Wednesday, October 15, 2008

GLOBAL RATING SCALES: USELESS AS A TOOL FOR IMPROVING PERFORMANCE

Probably, all of us can agree that the ACGME Six Core Competencies are important measures of a good physician. They have resonated with medical schools so well that a large number of schools have incorporated these competencies into their expectations for graduates.
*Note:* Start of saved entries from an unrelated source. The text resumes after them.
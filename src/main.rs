use anyhow::Result;
use clap::{Parser, Subcommand};

use loadwatch::cli::{self, FilterArgs, OutputFormat};
use loadwatch::config;

#[derive(Debug, Parser)]
#[command(name = "loadwatch")]
#[command(about = "Live load board and carrier-call metrics for a freight brokerage backend")]
struct App {
    /// Serve built-in sample data instead of calling the backend
    #[arg(long, global = true)]
    demo: bool,
    #[command(subcommand)]
    command: Commands,
}

#[derive(Debug, clap::Args)]
struct FilterFlags {
    /// Tab: available (default), booked, all
    #[arg(long)]
    tab: Option<String>,
    /// Exact equipment type, e.g. "Dry Van"
    #[arg(long)]
    equipment: Option<String>,
    /// Case-insensitive search over id, origin, destination and equipment
    #[arg(long)]
    search: Option<String>,
}

impl From<FilterFlags> for FilterArgs {
    fn from(flags: FilterFlags) -> Self {
        Self {
            tab: flags.tab,
            equipment: flags.equipment,
            search: flags.search,
        }
    }
}

#[derive(Debug, Subcommand)]
enum Commands {
    /// Poll the backend and redraw the load board in the terminal
    Watch {
        #[command(flatten)]
        filters: FilterFlags,
    },
    /// Poll the backend and serve the web dashboard
    Serve {
        /// Bind address (default from config: 127.0.0.1:9850)
        #[arg(long)]
        addr: Option<String>,
    },
    /// Fetch once and print the filtered loads
    Loads {
        #[command(flatten)]
        filters: FilterFlags,
        /// Output format: table (default), json, csv
        #[arg(long, default_value = "table")]
        format: String,
    },
    /// Fetch once and print the details of one load
    Show {
        /// Load id, e.g. LOAD-001
        load_id: String,
    },
    /// Fetch once and print recent carrier calls
    Calls {
        /// Output format: table (default), json, csv
        #[arg(long, default_value = "table")]
        format: String,
    },
    /// Fetch once and print call KPIs and breakdowns
    Metrics {
        /// Output format: table (default), json, csv
        #[arg(long, default_value = "table")]
        format: String,
    },
    /// Check config, backend reachability and the activity log
    Health,
    /// Manage configuration
    Config {
        #[command(subcommand)]
        action: ConfigAction,
    },
}

#[derive(Debug, Subcommand)]
enum ConfigAction {
    /// Show the effective configuration
    Show,
    /// Write a default config file to ~/.loadwatch/config.toml
    Init {
        /// Overwrite an existing file
        #[arg(long)]
        force: bool,
    },
    /// Set a dotted key, e.g. `refresh.interval_ms 30000`
    Set { key: String, value: String },
    /// Reset the global config file to defaults
    Reset,
}

fn main() -> Result<()> {
    let app = App::parse();
    let demo = app.demo;

    match app.command {
        Commands::Watch { filters } => cli::run_watch(&config::load(), &filters.into(), demo),
        Commands::Serve { addr } => cli::run_serve(&config::load(), addr.as_deref(), demo),
        Commands::Loads { filters, format } => {
            let fmt = OutputFormat::from_str_opt(Some(&format));
            cli::run_loads(&config::load(), &filters.into(), fmt, demo)
        }
        Commands::Show { load_id } => cli::run_show(&config::load(), &load_id, demo),
        Commands::Calls { format } => {
            let fmt = OutputFormat::from_str_opt(Some(&format));
            cli::run_calls(&config::load(), fmt, demo)
        }
        Commands::Metrics { format } => {
            let fmt = OutputFormat::from_str_opt(Some(&format));
            cli::run_metrics(&config::load(), fmt, demo)
        }
        Commands::Health => cli::run_health(),
        Commands::Config { action } => match action {
            ConfigAction::Show => cli::run_config_show(),
            ConfigAction::Init { force } => cli::run_config_init(force),
            ConfigAction::Set { key, value } => cli::run_config_set(&key, &value),
            ConfigAction::Reset => cli::run_config_reset(),
        },
    }
}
Who could argue with the concept that we want our graduates to be knowledgeable, clinically proficient, professional, good communicators, lifelong learners, and good stewards of the healthcare system in service to their patients.

The problem, as I see it, is not the competencies, but how we assess them. For the first five years after the introduction of the Competencies, new Global Rating Forms (GRFs) were introduced as the "answer" for assessing the competencies. In this approach, students or residents are assigned a number from a scale, for example, a "5" out of a possible "10" on one of the competencies. The faculty member has "done his/her duty", but how satisfying is the process for our teachers, and what in the world does that student or resident do with that "5".

Our medical school (CCLCM) is a competency-based school that approaches assessment systematically by emphasizing formative narrative feedback organized through a portfolio sytem. Students never are assigned a number, rather they receive narrative feedback about their "strengths" and "areas needing improvement". This seems to be working really well, although, there is a bit of a "learning curve".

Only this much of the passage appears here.